Principal conclusions: While oral zileuton during COPD exacerbations that require hospital admission is safe and reduces urinary LTE(4) levels, we found no evidence suggesting that this intervention shortened hospital stay, with the limitation that our sample size may have been insufficient to detect a modest but potentially meaningful clinical improvement.

Trial registration: ClinicalTrials.gov NCT00493974.

Conflict of interest statement

DECLARATION OF INTEREST

SMS received a grant of $90,000 from Forrest Laboratories; JLC $10,001–$50,001 in capitation for a clinical trial from Boehringer Ingelheim; DEN received honoraria or advisory fees from Boehringer Ingelheim, Pfizer, AstraZeneca, GlaxoSmithKline, Nycomed, Forest Research Institute, Adams Respiratory Therapeutics, and Sepracor within the past 3 years. MTD has served on advisory boards and as a speaker for GlaxoSmithKline (<$10,000 in 2009) and Boehringer Ingelheim (<$5000 in 2009).
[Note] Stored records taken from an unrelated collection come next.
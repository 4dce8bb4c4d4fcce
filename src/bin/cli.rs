//! Novelly CLI
//!
//! Terminal client for the Novelly backend:
//! - Sign in and out, inspect the session
//! - Browse, search and read novels
//! - Manage library, progress, reviews and comments
//! - Admin content entry

use anyhow::{anyhow, bail, Context};
use chrono::Utc;
use clap::{Parser, Subcommand};
use novelly::catalog::{
    chapter_count_label, excerpt, format_rating, initials, stars_text, time_ago, Paginator,
    ROW_EXCERPT_CHARS,
};
use novelly::client::{AddOutcome, ApiClient, ReqwestTransport};
use novelly::config::{generate_default_config, Config};
use novelly::logging::init_tracing;
use novelly::models::{Chapter, FileUpload, NovelForm, NovelId, ProgressUpdate};
use novelly::reader::{progress_update, readable_content, ChapterNav, TextPager, EMPTY_CHAPTER_MESSAGE};
use novelly::router::{resolve, AuthContext, Resolution};
use novelly::session::Session;
use novelly::store::{FileStorage, Store};
use novelly::validation::{
    validate_chapter_draft, validate_comment, validate_login, validate_new_novel,
    validate_registration, validate_review, validate_search_term, FieldError,
};
use serde::Serialize;
use std::path::{Path, PathBuf};
use std::rc::Rc;

#[derive(Parser)]
#[command(name = "novelly-cli")]
#[command(version = env!("CARGO_PKG_VERSION"))]
#[command(about = "Read and manage Novelly novels from the terminal")]
pub struct Cli {
    #[command(subcommand)]
    pub command: Commands,

    /// Config file (default: standard locations, then environment)
    #[arg(short, long, global = true)]
    pub config: Option<PathBuf>,

    /// Backend API base, e.g. http://localhost:8080/api
    #[arg(long, global = true)]
    pub api_url: Option<String>,

    /// Output format (table, json)
    #[arg(short, long, default_value = "table", global = true)]
    pub format: String,
}

#[derive(Subcommand)]
pub enum Commands {
    /// Sign in with email or username
    Login {
        identifier: String,
        #[arg(short, long)]
        password: String,
    },

    /// Create an account and sign in
    Register {
        username: String,
        email: String,
        #[arg(short, long)]
        password: String,
    },

    /// Forget the stored session
    Logout,

    /// Show the signed-in user (verified against the backend)
    Whoami,

    /// Browse novels
    Novels {
        #[command(subcommand)]
        command: NovelsCommand,
    },

    /// Read a chapter page by page and save progress
    Read {
        novel_id: NovelId,
        /// Chapter number (default: last read, else first)
        #[arg(short, long)]
        chapter: Option<u32>,
        /// Page of the chapter, starting at 1
        #[arg(short, long, default_value = "1")]
        page: usize,
        #[arg(long, default_value = "80")]
        width: usize,
        #[arg(long, default_value = "30")]
        height: usize,
    },

    /// Your saved novels
    Library {
        #[command(subcommand)]
        command: LibraryCommand,
    },

    /// Your reading progress
    Progress {
        #[command(subcommand)]
        command: ProgressCommand,
    },

    /// Toggle a local bookmark on a novel
    Bookmark { novel_id: NovelId },

    /// Novel reviews
    Reviews {
        #[command(subcommand)]
        command: ReviewsCommand,
    },

    /// Novel comments
    Comments {
        #[command(subcommand)]
        command: CommentsCommand,
    },

    /// Content management (ADMIN role)
    Admin {
        #[command(subcommand)]
        command: AdminCommand,
    },

    /// Resolve a route fragment against the current session
    Route { fragment: String },

    /// Generate default config file
    Config {
        /// Output path (default: stdout)
        #[arg(short, long)]
        output: Option<PathBuf>,
    },
}

#[derive(Subcommand)]
pub enum NovelsCommand {
    /// All novels, 12 per page
    List {
        #[arg(short, long, default_value = "1")]
        page: usize,
    },
    Search { query: String },
    /// Details, chapters, rating and your progress
    Show { novel_id: NovelId },
}

#[derive(Subcommand)]
pub enum LibraryCommand {
    List,
    Add { novel_id: NovelId },
    Remove { novel_id: NovelId },
}

#[derive(Subcommand)]
pub enum ProgressCommand {
    List,
    Clear { novel_id: NovelId },
}

#[derive(Subcommand)]
pub enum ReviewsCommand {
    List { novel_id: NovelId },
    Add {
        novel_id: NovelId,
        /// 1 to 5
        rating: u8,
        #[arg(short, long, default_value = "")]
        comment: String,
    },
    Delete { review_id: i64 },
}

#[derive(Subcommand)]
pub enum CommentsCommand {
    List { novel_id: NovelId },
    Add { novel_id: NovelId, content: String },
    Edit { comment_id: i64, content: String },
    Delete { comment_id: i64 },
}

#[derive(Subcommand)]
pub enum AdminCommand {
    AddNovel {
        title: String,
        author: String,
        #[arg(short, long, default_value = "")]
        description: String,
        #[arg(long)]
        cover: PathBuf,
    },
    UpdateNovel {
        novel_id: NovelId,
        #[arg(long)]
        title: Option<String>,
        #[arg(long)]
        author: Option<String>,
        #[arg(long)]
        description: Option<String>,
        #[arg(long)]
        cover: Option<PathBuf>,
    },
    DeleteNovel { novel_id: NovelId },
    AddChapter {
        novel_id: NovelId,
        number: String,
        /// Plain-text file with the chapter body
        content: PathBuf,
        #[arg(short, long, default_value = "")]
        title: String,
    },
    UpdateChapter {
        novel_id: NovelId,
        chapter_id: i64,
        number: String,
        content: PathBuf,
        #[arg(short, long, default_value = "")]
        title: String,
    },
    DeleteChapter { novel_id: NovelId, chapter_id: i64 },
}

struct App {
    session: Session,
    json: bool,
}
He has received contracted research support from Aeris, Allegro, Altana/Nycomed/Forest, AstraZeneca, Boehringer Ingelheim, GlaxoSmithKline, Pfizer, and Roche. GJC Grant support: GlaxoSmithKline, Boehringer Ingelheim, Novartis, Respironics, Forest. Advisory groups: Dey, Boehringer Ingelheim, GlaxoSmithKline; MKH received Lecture Fees: GlaxoSmithKline, CSL Behring, Boehringer Ingelheim, Pfizer. Consulting: Novartis, Nycomed.

FJM has received speaking, consultancy and steering committee fees from GlaxoSmithKline and Nycomed. He has received speaking and consulting fees from Medimmune/Astra Zeneca, Boehringer Ingelheim (BI) and Schering. He has received consulting and steering committee fees from Actelion. He has received consulting and DSMB fees from Novartis. He has received consulting fees from Forest/Almirall, Roche, Bayer and HLS. He has received advisory board fees from Merck, Pearl, UBC, Mpex, Talecris, Comgenix, and Boom-Comm. He has received lecture fees from France Foundation, NACE, MedEd, Potomac, fb Communications, Pfizer, Vox Medic, the American Lung Association, WebMD, epocrates and HIT Global. He has received royalities from Associates in Medical Marketing, and Castle Connolly. He has received sponsored grants from the NIH. His institution has received sponsored grants from BI.

Figures

Figure 1

Study schematic. If patients remained hospitalized, they were visited as inpatients at the 7-, 14- and 30-day visits.

Figure 2

Consort flow chart.

Figure 3

There was no statistically significant difference in hospital length of stay (the primary outcome) between groups (hazard ratio 0.96; 95% confidence interval [95% CI], 0.64–1.42).

Figure 4

Urinary LTE4 and serum LTB4 levels. (A) Urinary LTE4 levels declined with zileuton as compared to placebo at 24 h (p<0.001) and 72 h (p = 0.006). (B) There was no statistically significant difference in the change in serum LTB4 levels at 30 days between treatment groups (p = 0.19), despite a non-significant decline in geometric mean LTB4 level of 40% with zileuton.